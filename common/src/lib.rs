pub mod config;
pub mod probe;
pub mod walk;
use std::path::{Path, PathBuf};
use tracing::warn;

/// Extensions recognized as candidate videos.
const VIDEO_EXTENSIONS: &[&str] = &["mp4"];

/// Recursively collect video files under `root`, sorted by path.
/// Unreadable directories are logged and skipped.
pub fn find_videos(root: &Path) -> Vec<PathBuf> {
    let mut found = Vec::new();
    walk_dir(root, &mut found);
    found.sort();
    found
}

fn walk_dir(dir: &Path, found: &mut Vec<PathBuf>) {
    let entries = match std::fs::read_dir(dir) {
        Ok(entries) => entries,
        Err(e) => {
            warn!(dir = dir.display().to_string(), error = %e, "skipping unreadable directory");
            return;
        }
    };

    for entry in entries.flatten() {
        let path = entry.path();
        if path.is_dir() {
            walk_dir(&path, found);
        } else if is_video(&path) {
            found.push(path);
        }
    }
}

fn is_video(path: &Path) -> bool {
    path.extension()
        .and_then(|ext| ext.to_str())
        .map(|ext| {
            VIDEO_EXTENSIONS
                .iter()
                .any(|known| ext.eq_ignore_ascii_case(known))
        })
        .unwrap_or(false)
}

#[cfg(test)]
mod tests {
    use super::*;
    use std::fs;

    struct TempTree(PathBuf);

    impl TempTree {
        fn new(name: &str) -> Self {
            let root = std::env::temp_dir().join(format!("{name}-{}", std::process::id()));
            let _ = fs::remove_dir_all(&root);
            fs::create_dir_all(&root).unwrap();
            Self(root)
        }
    }

    impl Drop for TempTree {
        fn drop(&mut self) {
            let _ = fs::remove_dir_all(&self.0);
        }
    }

    #[test]
    fn finds_videos_recursively() {
        let tree = TempTree::new("walk-recursive");
        let root = &tree.0;
        fs::create_dir_all(root.join("nested/deeper")).unwrap();
        fs::write(root.join("a.mp4"), b"").unwrap();
        fs::write(root.join("nested/b.MP4"), b"").unwrap();
        fs::write(root.join("nested/deeper/c.mp4"), b"").unwrap();
        fs::write(root.join("nested/notes.txt"), b"").unwrap();
        fs::write(root.join("noext"), b"").unwrap();

        let videos = find_videos(root);
        assert_eq!(videos.len(), 3);
        assert!(videos.iter().all(|p| is_video(p)));
    }

    #[test]
    fn missing_directory_yields_nothing() {
        let root = std::env::temp_dir().join("walk-does-not-exist");
        assert!(find_videos(&root).is_empty());
    }

    #[test]
    fn extension_check_is_case_insensitive() {
        assert!(is_video(Path::new("movie.mp4")));
        assert!(is_video(Path::new("movie.MP4")));
        assert!(!is_video(Path::new("movie.mkv")));
        assert!(!is_video(Path::new("movie")));
    }
}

- What you are asked to do: Transcribe the material exactly, stopping after the "let root = &tree.0;" line.

- Answer for the task:
filename common/src/lib.rs
pub mod config;
pub mod probe;
pub mod walk;
use std::path::{Path, PathBuf};
use tracing::warn;

/// Extensions recognized as candidate videos.
const VIDEO_EXTENSIONS: &[&str] = &["mp4"];

/// Recursively collect video files under `root`, sorted by path.
/// Unreadable directories are logged and skipped.
pub fn find_videos(root: &Path) -> Vec<PathBuf> {
    let mut found = Vec::new();
    walk_dir(root, &mut found);
    found.sort();
    found
}

fn walk_dir(dir: &Path, found: &mut Vec<PathBuf>) {
    let entries = match std::fs::read_dir(dir) {
        Ok(entries) => entries,
        Err(e) => {
            warn!(dir = dir.display().to_string(), error = %e, "skipping unreadable directory");
            return;
        }
    };

    for entry in entries.flatten() {
        let path = entry.path();
        if path.is_dir() {
            walk_dir(&path, found);
        } else if is_video(&path) {
            found.push(path);
        }
    }
}

fn is_video(path: &Path) -> bool {
    path.extension()
        .and_then(|ext| ext.to_str())
        .map(|ext| {
            VIDEO_EXTENSIONS
                .iter()
                .any(|known| ext.eq_ignore_ascii_case(known))
        })
        .unwrap_or(false)
}

#[cfg(test)]
mod tests {
    use super::*;
    use std::fs;

    struct TempTree(PathBuf);

    impl TempTree {
        fn new(name: &str) -> Self {
            let root = std::env::temp_dir().join(format!("{name}-{}", std::process::id()));
            let _ = fs::remove_dir_all(&root);
            fs::create_dir_all(&root).unwrap();
            Self(root)
        }
    }

    impl Drop for TempTree {
        fn drop(&mut self) {
            let _ = fs::remove_dir_all(&self.0);
        }
    }

    #[test]
    fn finds_videos_recursively() {
        let tree = TempTree::new("walk-recursive");
        let root = &tree.0;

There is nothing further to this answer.